The Count left the Caucasus with his wife and son Alexander shortly before his death, which occurred on January 15, 1916 in Alupka . Empress Alexandra Feodorovna wrote on that day: “Poor Countess Vorontsova. She will miss her dear old husband…”

Her last meeting with the Empress took place on 8 February 1917. After the revolution, the Countess left for Yessentuki, where most of the family soon gathered. She was later arrested and imprisoned in Pyatigorsk . During the offensive of the Volunteer Army, the Vorontsov-Dashkovs managed to leave Russia: in April 1919, Lily and the family of the Countess's youngest daughter I. I. Sheremeteva left her Alupka Palace on one of the English ships, heading for Malta .
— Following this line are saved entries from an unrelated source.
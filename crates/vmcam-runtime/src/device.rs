use std::fmt;

/// Execution target requested from a backend when it creates its device.
#[derive(Debug, Clone, PartialEq)]
pub enum Device {
    Cpu,
    Cuda { device_id: i32 },
}

impl fmt::Display for Device {
    fn fmt(&self, f: &mut fmt::Formatter<'_>) -> fmt::Result {
        match self {
            Device::Cpu => write!(f, "CPU"),
            Device::Cuda { device_id } => write!(f, "CUDA(device_id={device_id})"),
        }
    }
}
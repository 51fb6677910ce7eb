#![cfg(feature = "onnx")]

use vmcam_runtime::{Device, ElementType, OnnxRuntime, Runtime};

#[test]
fn test_onnx_runtime_name() {
    assert_eq!(OnnxRuntime::new(Device::Cpu).name(), "onnx");
}

#[test]
fn test_onnx_tensor_round_trip_u8() {
    let runtime = OnnxRuntime::new(Device::Cpu);
    let tensor = runtime
        .create_tensor(&[1, 2, 3, 4, 5, 6, 7, 8], &[1, 2, 4], ElementType::U8)
        .unwrap();
    assert_eq!(runtime.tensor_shape(&tensor), vec![1, 2, 4]);
    assert_eq!(runtime.to_flat_array(&tensor).unwrap(), vec![1, 2, 3, 4, 5, 6, 7, 8]);
}

#[test]
fn test_onnx_f32_flat_array_clamps() {
    let runtime = OnnxRuntime::new(Device::Cpu);
    let bytes: Vec<u8> = [-3.0f32, 127.6, 300.0]
        .iter()
        .flat_map(|v| v.to_le_bytes())
        .collect();
    let tensor = runtime.create_tensor(&bytes, &[3], ElementType::F32).unwrap();
    assert_eq!(runtime.to_flat_array(&tensor).unwrap(), vec![0, 128, 255]);
}

#[test]
fn test_onnx_rejects_garbage_model() {
    let runtime = OnnxRuntime::new(Device::Cpu);
    let device = runtime.create_device().unwrap();
    let vm = runtime.create_vm_instance().unwrap();
    let bytecode = runtime.create_data_buffer(b"not a model").unwrap();
    let input = runtime.create_tensor(&[0u8; 4], &[1, 1, 4], ElementType::U8).unwrap();

    let (status, outputs) = runtime.call(&vm, &device, &bytecode, &[&input]);
    assert!(!status.is_ok());
    assert!(outputs.is_empty());
}
//! Shared primitives for the vmcam crates: HWC pixel tensors and the log backends.

pub mod logging;
pub mod tensor;

pub use logging::{
    init_file_logger, init_stdout_logger, level_from_env, FileLogger, StdoutLogger, LOG_ENV,
};
pub use tensor::{Tensor, TensorError};

// Re-export log crate so downstream crates can use vmcam_base::log::*
pub use log;
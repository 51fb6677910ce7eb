//! Frame pipeline adapter.
//!
//! Samples a camera at a fixed interval, hands each frame to an external
//! tensor runtime and renders the runtime's output to a canvas:
//!
//! camera → sampler → input canvas → `FrameBuffer` → runtime tensor → `call`
//! → output tensor → `FrameBuffer` → output canvas
//!
//! [`FrameUploader`] is the capture-only variant that pushes each sampled frame
//! as a base64 PNG event instead of running inference.

pub mod bytecode;
pub mod canvas;
pub mod config;
pub mod document;
pub mod error;
pub mod frame;
pub mod pipeline;
mod sampler;
pub mod slot;
pub mod stats;
pub mod upload;

pub use bytecode::{decode_bytecode, BytecodeStore};
pub use canvas::{Canvas, MemoryCanvas, SharedCanvas};
pub use config::{BytecodeCache, PipelineConfig};
pub use document::{Document, MemoryDocument};
pub use error::PipelineError;
pub use frame::FrameBuffer;
pub use pipeline::{FramePipeline, PipelineState};
pub use slot::{SingleSlot, SlotPermit};
pub use stats::PipelineStats;
pub use upload::{encode_png_base64, EventSink, FrameUploader, FRAME_EVENT};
Countess Elizaveta Andreevna Vorontsova-Dashkova died in 1924 and was buried in the Wiesbaden cemetery.

== Legacy ==
Grand Duchess Olga Alexandrovna remembered Lily as her mother's favourite lady in her memoirs, writing that despite having eight children neither husband nor children interfered with her attendance at court and that

"Her capacity for gossip was incredible. She could smell scandal for miles. And I am afraid my mother liked listening to her. Newspapers in those days did not print idle title-tattle, especially not the Russian newspapers. And Lily Vorontsov had the art of building a story out of someone's imprudent hint. I disliked her, though I had to be very polite to her - for the sake of peace. Still, I became rather fond of Sandra, her eldest daughter."

The 2016 Broadway Musical "Anastasia" features both Empress Maria Feodorovna and her favourite lady-in-waiting, Countess Lily Malevsky-Malevich. It is thought that the latter character was based on Lily Vorontsova-Dashkova.

The actress Anne Wiazemsky is Countess Vorontsova's great-great-granddaughter.